Sunday, May 13, 2007

Happy Mother's Day Bay


My mom, Grandma, is 77 years old, and delighted with her newest great grandchild, Cindy Mae, now 10 days old. Her nickname, given to her by her own brother nearly 80 years ago, is Bay.

I'm as strong as an ox because of my mom, genetically so, and because she's my inspiration. She can work like a dog, and down South that's a compliment.

I always knew I could do anything I set my mind to do, because that's the way she raised me. That's all it takes.

When she ran a real estate business she physically outworked everyone there all the time, retiring only 6 years ago. She still grows a garden, runs up and down the interstate between Georgia and Virginia where her other grandchildren live, and if I'm called out on an emergency, she could get dinner together for my hungry, demanding family, and then stay up playing Rummicubes until she wins.

She reads and plays bridge, loves the beach, runs around here in a bathing suit and swims in the pool.

She's as hard-headed as I am and we are both absolutely beyond opinionated, but it works. Bossy is the word I'm looking for.

But the most important aspect would be the fact that I'm 52 and still close to my mom. You think that doesn't offer up a world of hope to my children?

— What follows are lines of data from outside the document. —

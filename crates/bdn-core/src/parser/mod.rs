//! Notation parser — tokenizer, syntax tree types, and recursive descent parser
//!
//! Converts notation text into a [`Component`] tree.
//!
//! Every production is a `parse_*` method returning `Result<Option<T>>`:
//! `Ok(None)` means "not this alternative" and leaves the token stream where
//! it was, `Err` means a production committed to its introducing token and
//! then failed, which aborts the whole parse. Backtracking uses two stacks:
//! tokens already consumed, and tokens pushed back to be read again.

pub mod ast;
pub mod grammar;
pub mod tokenizer;

use serde::Deserialize;
use tracing::{debug, trace};

use crate::collections::{Catalog, Extent, List, Range};
use crate::elements::Symbol;
use crate::error::source_excerpt;
use crate::strings::Text;
use crate::{Error, Result};
use ast::{Collection, Component, Context, Element, Entity, Primitive, Procedure};
use tokenizer::{Span, Token, TokenKind, Tokenizer};

/// Parser limits
#[derive(Debug, Clone, PartialEq, Eq, Deserialize)]
#[serde(default)]
pub struct ParseOptions {
    /// Deepest nesting of collections, contexts and procedures accepted
    pub max_depth: usize,
}

impl Default for ParseOptions {
    fn default() -> Self {
        ParseOptions { max_depth: 64 }
    }
}

/// Recursive descent parser over a lazy token stream
pub struct Parser<'a> {
    source: &'a str,
    tokens: Tokenizer<'a>,
    consumed: Vec<Token>,
    putback: Vec<Token>,
    rules: Vec<&'static str>,
    depth: usize,
    options: ParseOptions,
}
//! Grammar — the productions of the notation, as text
//!
//! The parser names each production it enters; when a committed production
//! fails, the text of the innermost one is appended to the error excerpt.

/// Production name and its right hand side
pub const GRAMMAR: &[(&str, &str)] = &[
    ("document", "component EOL EOF"),
    ("source", "component EOF"),
    ("component", "entity context? note?"),
    ("entity", "element | string | collection | procedure"),
    ("context", "'(' parameters ')'"),
    ("parameters", "parameter (',' parameter)* | EOL (parameter EOL)+"),
    ("parameter", "symbol ':' component"),
    ("collection", "'[' (catalog | range | list) ']'"),
    ("catalog", "association (',' association)* | EOL (association EOL)* | ':'"),
    ("association", "primitive ':' component"),
    ("range", "primitive? ('..' | '<..' | '..<' | '<..<') primitive?"),
    ("list", "component (',' component)* | EOL (component EOL)* | /*empty*/"),
    ("procedure", "'{' statement ((';' | EOL) statement)* '}'"),
    ("primitive", "element | string"),
    (
        "element",
        "ANGLE | BOOLEAN | DURATION | MOMENT | NUMBER | PATTERN | PERCENTAGE | PROBABILITY | RESOURCE | SYMBOL | TAG",
    ),
    ("string", "BINARY | NAME | NARRATIVE | QUOTE | VERSION"),
    ("note", "NOTE"),
];

/// The right hand side of a production
pub fn production(rule: &str) -> Option<&'static str> {
    GRAMMAR
        .iter()
        .find(|(name, _)| *name == rule)
        .map(|(_, text)| *text)
}

/// Render a production the way it appears in error messages
pub fn describe(rule: &str) -> String {
    match production(rule) {
        Some(text) => format!("{}: {}", rule, text),
        None => rule.to_string(),
    }
}

#[cfg(test)]
mod tests {
    use super::*;

    #[test]
    fn test_every_rule_is_unique() {
        for (index, (name, _)) in GRAMMAR.iter().enumerate() {
            assert!(
                GRAMMAR[index + 1..].iter().all(|(other, _)| other != name),
                "duplicate rule {}",
                name
            );
        }
    }

    #[test]
    fn test_describe() {
        assert_eq!(describe("parameter"), "parameter: symbol ':' component");
        assert_eq!(describe("unknown"), "unknown");
    }
}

That it can be so for them as well?

Four generations of our family right here, showing my children, emotionally strengthening my kids, and further increasing their own security and self-confidence in the concept of their family.

Thinking About Them

I wish I were in Texas this morning. I'd hug my son and his wife so hard I might crack their bones. I cannot even begin to imagine how tough Mother's Day will be for them today.

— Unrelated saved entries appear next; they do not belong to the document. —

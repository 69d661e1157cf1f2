//! Angle — a radian measure normalized to `[0, 2π)`

use std::f64::consts::{FRAC_PI_2, PI, TAU};
use std::fmt;
use std::str::FromStr;

use super::{format_real, lock, lock_unit, parse_real};
use crate::{Error, Result};

const THREE_HALVES_PI: f64 = 1.5 * PI;

/// An angle in radians, always normalized to `[0, 2π)`.
///
/// Values that agree with `0`, `π/2`, `π` or `3π/2` to single precision are
/// snapped to the exact constant so that equality survives trigonometric
/// round trips.
#[derive(Debug, Clone, Copy, PartialEq, PartialOrd)]
pub struct Angle(f64);

impl Angle {
    pub const ZERO: Angle = Angle(0.0);
    pub const RIGHT: Angle = Angle(FRAC_PI_2);
    pub const PI: Angle = Angle(PI);

    /// Construct an angle from any finite radian value.
    ///
    /// Non-finite input collapses to zero.
    pub fn from_float(radians: f64) -> Angle {
        if !radians.is_finite() {
            return Angle::ZERO;
        }
        let mut value = radians % TAU;
        if value < 0.0 {
            value += TAU;
        }
        let value = lock(value, &[0.0, FRAC_PI_2, PI, THREE_HALVES_PI, TAU]);
        if value == TAU {
            Angle::ZERO
        } else {
            Angle(value)
        }
    }

    /// The radian value in `[0, 2π)`
    pub fn as_float(&self) -> f64 {
        self.0
    }

    // ── Algebra ────────────────────────────────────────

    /// The opposite direction (`a + π`)
    pub fn inverse(self) -> Angle {
        Angle::from_float(self.0 + PI)
    }

    /// Reflection across the horizontal axis (`-a`)
    pub fn conjugate(self) -> Angle {
        Angle::from_float(-self.0)
    }

    /// `π/2 - a`
    pub fn complement(self) -> Angle {
        Angle::from_float(FRAC_PI_2 - self.0)
    }

    /// `π - a`
    pub fn supplement(self) -> Angle {
        Angle::from_float(PI - self.0)
    }

    pub fn sum(first: Angle, second: Angle) -> Angle {
        Angle::from_float(first.0 + second.0)
    }

    pub fn difference(first: Angle, second: Angle) -> Angle {
        Angle::from_float(first.0 - second.0)
    }

    pub fn scaled(angle: Angle, factor: f64) -> Angle {
        Angle::from_float(angle.0 * factor)
    }

    // ── Trigonometry ───────────────────────────────────

    pub fn sine(self) -> f64 {
        lock_unit(self.0.sin())
    }

    pub fn cosine(self) -> f64 {
        lock_unit(self.0.cos())
    }

    /// Tangent; infinite at `π/2` and `3π/2`
    pub fn tangent(self) -> f64 {
        if self == Angle::RIGHT || self.0 == THREE_HALVES_PI {
            return f64::INFINITY;
        }
        lock_unit(self.0.tan())
    }

    pub fn arcsine(ratio: f64) -> Angle {
        Angle::from_float(ratio.asin())
    }

    pub fn arccosine(ratio: f64) -> Angle {
        Angle::from_float(ratio.acos())
    }

    /// The angle of the point `(x, y)` measured from the positive x axis
    pub fn arctangent(x: f64, y: f64) -> Angle {
        Angle::from_float(y.atan2(x))
    }
}

impl Default for Angle {
    fn default() -> Self {
        Angle::ZERO
    }
}

impl From<f64> for Angle {
    fn from(radians: f64) -> Self {
        Angle::from_float(radians)
    }
}

impl fmt::Display for Angle {
    fn fmt(&self, f: &mut fmt::Formatter) -> fmt::Result {
        write!(f, "~{}", format_real(self.0))
    }
}

impl FromStr for Angle {
    type Err = Error;

    fn from_str(text: &str) -> Result<Self> {
        let body = text
            .strip_prefix('~')
            .ok_or_else(|| Error::value("angle", text, "must begin with '~'"))?;
        let radians =
            parse_real(body).ok_or_else(|| Error::value("angle", text, "malformed real value"))?;
        if !radians.is_finite() {
            return Err(Error::value("angle", text, "must be finite"));
        }
        Ok(Angle::from_float(radians))
    }
}

#[cfg(test)]
mod tests {
    use super::*;
    use proptest::prelude::*;

    #[test]
    fn test_normalizes_negative_angles() {
        assert_eq!(Angle::from_float(-FRAC_PI_2).as_float(), 1.5 * PI);
        assert_eq!(Angle::from_float(-PI), Angle::PI);
    }

    #[test]
    fn test_tau_wraps_to_zero() {
        assert_eq!(Angle::from_float(TAU), Angle::ZERO);
        assert_eq!(Angle::from_float(2.0 * TAU), Angle::ZERO);
        assert_eq!(Angle::from_float(TAU - 1e-12), Angle::ZERO);
    }

    #[test]
    fn test_parse_and_render_pi() {
        let angle: Angle = "~π".parse().unwrap();
        assert_eq!(angle, Angle::PI);
        assert_eq!(angle.to_string(), "~π");
    }

    #[test]
    fn test_render_canonical_forms() {
        assert_eq!(Angle::ZERO.to_string(), "~0");
        assert_eq!(Angle::from_float(1.5).to_string(), "~1.5");
        assert_eq!("~τ".parse::<Angle>().unwrap().to_string(), "~0");
        assert_eq!("~-π".parse::<Angle>().unwrap().to_string(), "~π");
    }

    #[test]
    fn test_parse_rejects_malformed() {
        assert!("π".parse::<Angle>().is_err());
        assert!("~".parse::<Angle>().is_err());
        assert!("~abc".parse::<Angle>().is_err());
        assert!("~∞".parse::<Angle>().is_err());
    }

    #[test]
    fn test_trigonometry_is_exact_at_quadrants() {
        assert_eq!(Angle::PI.sine(), 0.0);
        assert_eq!(Angle::PI.cosine(), -1.0);
        assert_eq!(Angle::RIGHT.sine(), 1.0);
        assert_eq!(Angle::RIGHT.cosine(), 0.0);
        assert_eq!(Angle::RIGHT.tangent(), f64::INFINITY);
        assert_eq!(Angle::arcsine(1.0), Angle::RIGHT);
        assert_eq!(Angle::arccosine(-1.0), Angle::PI);
        assert_eq!(Angle::arctangent(-1.0, 0.0), Angle::PI);
    }

    #[test]
    fn test_algebra() {
        assert_eq!(Angle::ZERO.inverse(), Angle::PI);
        assert_eq!(Angle::RIGHT.conjugate().as_float(), 1.5 * PI);
        assert_eq!(Angle::RIGHT.complement(), Angle::ZERO);
        assert_eq!(Angle::RIGHT.supplement(), Angle::RIGHT);
        assert_eq!(Angle::sum(Angle::PI, Angle::PI), Angle::ZERO);
        assert_eq!(Angle::difference(Angle::ZERO, Angle::RIGHT).as_float(), 1.5 * PI);
        assert_eq!(Angle::scaled(Angle::RIGHT, 2.0), Angle::PI);
    }

    proptest! {
        #[test]
        fn prop_normalization_is_idempotent(x in -1.0e6f64..1.0e6) {
            let once = Angle::from_float(x);
            let twice = Angle::from_float(once.as_float());
            prop_assert_eq!(once, twice);
            prop_assert!(once.as_float() >= 0.0 && once.as_float() < TAU);
        }

        #[test]
        fn prop_text_round_trip(x in -100.0f64..100.0) {
            let angle = Angle::from_float(x);
            let parsed: Angle = angle.to_string().parse().unwrap();
            prop_assert_eq!(angle, parsed);
        }
    }
}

As a mom, I want to take away their pain, make it all go away. They were my first thought this morning.

Saturday, May 12, 2007

Doll Time

One night last week, as we were absolutely drowning in disaster, Ms. Carr took Lily and Paloma to a doll workshop at our county's arts center. The art teacher from the elementary school went with them, catapulting Lily into adult heaven. Paloma, oblivious to much of life, just had fun.

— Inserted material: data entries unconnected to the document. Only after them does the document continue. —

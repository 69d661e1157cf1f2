//! Collections — the ordered containers that hold parsed children
//!
//! `List` keeps insertion order, `Catalog` keeps insertion order of its keys
//! and replaces the value when a key is put twice, `Range` is defined by its
//! endpoints and how each end is bounded.

use serde::{Deserialize, Serialize};

// ── List ──────────────────────────────────────────────────

#[derive(Debug, Clone, PartialEq, Serialize, Deserialize)]
pub struct List<T> {
    items: Vec<T>,
}

impl<T> List<T> {
    pub fn new() -> Self {
        List { items: Vec::new() }
    }

    pub fn append(&mut self, item: T) {
        self.items.push(item);
    }

    pub fn size(&self) -> usize {
        self.items.len()
    }

    pub fn is_empty(&self) -> bool {
        self.items.is_empty()
    }

    pub fn get(&self, index: usize) -> Option<&T> {
        self.items.get(index)
    }

    pub fn iter(&self) -> std::slice::Iter<'_, T> {
        self.items.iter()
    }
}

impl<T> Default for List<T> {
    fn default() -> Self {
        List::new()
    }
}

impl<T> FromIterator<T> for List<T> {
    fn from_iter<I: IntoIterator<Item = T>>(iter: I) -> Self {
        List {
            items: iter.into_iter().collect(),
        }
    }
}

impl<'a, T> IntoIterator for &'a List<T> {
    type Item = &'a T;
    type IntoIter = std::slice::Iter<'a, T>;

    fn into_iter(self) -> Self::IntoIter {
        self.items.iter()
    }
}

// ── Catalog ───────────────────────────────────────────────

#[derive(Debug, Clone, PartialEq, Serialize, Deserialize)]
pub struct Association<K, V> {
    pub key: K,
    pub value: V,
}

#[derive(Debug, Clone, PartialEq, Serialize, Deserialize)]
pub struct Catalog<K, V> {
    associations: Vec<Association<K, V>>,
}

impl<K: PartialEq, V> Catalog<K, V> {
    pub fn new() -> Self {
        Catalog {
            associations: Vec::new(),
        }
    }

    /// Insert or replace; a replaced key keeps its original position
    pub fn put(&mut self, key: K, value: V) -> Option<V> {
        match self.associations.iter_mut().find(|a| a.key == key) {
            Some(existing) => Some(std::mem::replace(&mut existing.value, value)),
            None => {
                self.associations.push(Association { key, value });
                None
            }
        }
    }

    pub fn get(&self, key: &K) -> Option<&V> {
        self.associations
            .iter()
            .find(|a| a.key == *key)
            .map(|a| &a.value)
    }

    pub fn contains_key(&self, key: &K) -> bool {
        self.get(key).is_some()
    }

    pub fn size(&self) -> usize {
        self.associations.len()
    }

    pub fn is_empty(&self) -> bool {
        self.associations.is_empty()
    }

    pub fn keys(&self) -> impl Iterator<Item = &K> {
        self.associations.iter().map(|a| &a.key)
    }

    pub fn iter(&self) -> std::slice::Iter<'_, Association<K, V>> {
        self.associations.iter()
    }
}

impl<K: PartialEq, V> Default for Catalog<K, V> {
    fn default() -> Self {
        Catalog::new()
    }
}

impl<K: PartialEq, V> FromIterator<(K, V)> for Catalog<K, V> {
    fn from_iter<I: IntoIterator<Item = (K, V)>>(iter: I) -> Self {
        let mut catalog = Catalog::new();
        for (key, value) in iter {
            catalog.put(key, value);
        }
        catalog
    }
}

// ── Range ─────────────────────────────────────────────────

/// Which ends of a range are included
#[derive(Debug, Clone, Copy, PartialEq, Eq, Hash, Serialize, Deserialize)]
pub enum Extent {
    /// `..`
    Inclusive,
    /// `<..`
    LeftExclusive,
    /// `..<`
    RightExclusive,
    /// `<..<`
    Exclusive,
}

impl Extent {
    pub fn from_delimiter(text: &str) -> Option<Extent> {
        match text {
            ".." => Some(Extent::Inclusive),
            "<.." => Some(Extent::LeftExclusive),
            "..<" => Some(Extent::RightExclusive),
            "<..<" => Some(Extent::Exclusive),
            _ => None,
        }
    }

    pub fn delimiter(&self) -> &'static str {
        match self {
            Extent::Inclusive => "..",
            Extent::LeftExclusive => "<..",
            Extent::RightExclusive => "..<",
            Extent::Exclusive => "<..<",
        }
    }

    pub fn includes_first(&self) -> bool {
        matches!(self, Extent::Inclusive | Extent::RightExclusive)
    }

    pub fn includes_last(&self) -> bool {
        matches!(self, Extent::Inclusive | Extent::LeftExclusive)
    }
}

/// A range with optional endpoints; a missing endpoint is unbounded
#[derive(Debug, Clone, PartialEq, Serialize, Deserialize)]
pub struct Range<T> {
    pub first: Option<T>,
    pub extent: Extent,
    pub last: Option<T>,
}

impl<T> Range<T> {
    pub fn new(first: Option<T>, extent: Extent, last: Option<T>) -> Self {
        Range {
            first,
            extent,
            last,
        }
    }
}

impl Range<i64> {
    /// The integers in the range, or `None` when an end is unbounded
    pub fn size(&self) -> Option<u64> {
        let (first, last) = (self.first?, self.last?);
        let low = if self.extent.includes_first() {
            first as i128
        } else {
            first as i128 + 1
        };
        let high = if self.extent.includes_last() {
            last as i128
        } else {
            last as i128 - 1
        };
        Some(if high < low { 0 } else { (high - low + 1) as u64 })
    }
}

impl Range<f64> {
    pub fn contains(&self, value: f64) -> bool {
        let above = match self.first {
            Some(first) if self.extent.includes_first() => value >= first,
            Some(first) => value > first,
            None => true,
        };
        let below = match self.last {
            Some(last) if self.extent.includes_last() => value <= last,
            Some(last) => value < last,
            None => true,
        };
        above && below
    }
}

It was a much needed diversion for the two of them, planned the week before fortunately. Today Ms Carr'd hit the soccer fields, watching many of her students play, quietly demonstrating yet another way that our small, wonderful community functions.

Miss Judy from the middle school emailed me,"When I spoke to the fifth graders this morning, I noted several faces that I knew. I said, "I know I see some Bodies in here. Three raised their hands. I told them how much I have enjoyed their brothers and sisters, and that Sonny has always been so special to me--even though I never taught him.

Later, Martin anxiously awaited the arrival of all three in our classroom, but someone had closed the door--only one came. I asked his name, and he was C. W. I smiled and welcomed him.

You're watching them grow, and we are too. Martin and Jose are having a good year."

I preened with pride, but soon received another email from a different teacher at the same school indicating Martin had gotten a little too big for his britches, borderline sassing a substitute teacher. No sir, I don't think so son, there goes your computer time this weekend.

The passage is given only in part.